Start of Extracted material
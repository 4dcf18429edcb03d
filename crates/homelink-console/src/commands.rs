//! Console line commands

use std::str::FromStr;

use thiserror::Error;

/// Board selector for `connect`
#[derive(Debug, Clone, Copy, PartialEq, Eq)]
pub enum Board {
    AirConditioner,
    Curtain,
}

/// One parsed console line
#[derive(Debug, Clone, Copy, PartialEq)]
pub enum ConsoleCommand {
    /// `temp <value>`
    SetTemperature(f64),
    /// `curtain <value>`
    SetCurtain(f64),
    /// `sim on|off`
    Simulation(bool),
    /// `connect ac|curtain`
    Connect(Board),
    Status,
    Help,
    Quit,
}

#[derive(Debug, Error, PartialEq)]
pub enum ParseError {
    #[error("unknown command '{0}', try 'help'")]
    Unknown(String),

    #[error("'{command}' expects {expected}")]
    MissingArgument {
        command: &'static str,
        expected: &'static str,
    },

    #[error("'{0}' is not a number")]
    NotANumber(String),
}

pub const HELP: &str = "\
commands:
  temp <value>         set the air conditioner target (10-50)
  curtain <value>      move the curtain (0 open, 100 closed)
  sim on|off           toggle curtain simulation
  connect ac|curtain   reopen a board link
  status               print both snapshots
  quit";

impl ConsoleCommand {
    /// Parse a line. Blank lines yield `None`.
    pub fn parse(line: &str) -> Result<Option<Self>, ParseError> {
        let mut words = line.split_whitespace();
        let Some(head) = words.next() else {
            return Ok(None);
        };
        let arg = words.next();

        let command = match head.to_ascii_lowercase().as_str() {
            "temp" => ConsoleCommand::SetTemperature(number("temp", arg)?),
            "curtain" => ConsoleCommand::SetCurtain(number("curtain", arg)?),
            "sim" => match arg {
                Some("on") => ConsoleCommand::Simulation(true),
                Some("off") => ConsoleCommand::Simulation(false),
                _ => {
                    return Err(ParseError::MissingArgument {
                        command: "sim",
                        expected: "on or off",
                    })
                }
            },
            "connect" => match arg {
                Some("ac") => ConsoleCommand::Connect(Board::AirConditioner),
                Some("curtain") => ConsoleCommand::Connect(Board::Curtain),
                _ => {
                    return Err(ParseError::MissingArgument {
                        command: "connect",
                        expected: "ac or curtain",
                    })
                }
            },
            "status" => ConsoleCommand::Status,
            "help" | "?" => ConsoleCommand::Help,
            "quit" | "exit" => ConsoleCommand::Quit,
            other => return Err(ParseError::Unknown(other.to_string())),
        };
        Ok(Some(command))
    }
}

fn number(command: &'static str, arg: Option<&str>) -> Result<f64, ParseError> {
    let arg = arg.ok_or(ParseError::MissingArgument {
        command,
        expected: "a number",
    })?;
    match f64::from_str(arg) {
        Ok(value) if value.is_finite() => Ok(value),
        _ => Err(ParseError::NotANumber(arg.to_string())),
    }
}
End of Extracted material
Work required: Where the string "SetCurtain" appears in a line of the listing, copy that line.

Written answer:
    SetCurtain(f64),
            "curtain" => ConsoleCommand::SetCurtain(number("curtain", arg)?),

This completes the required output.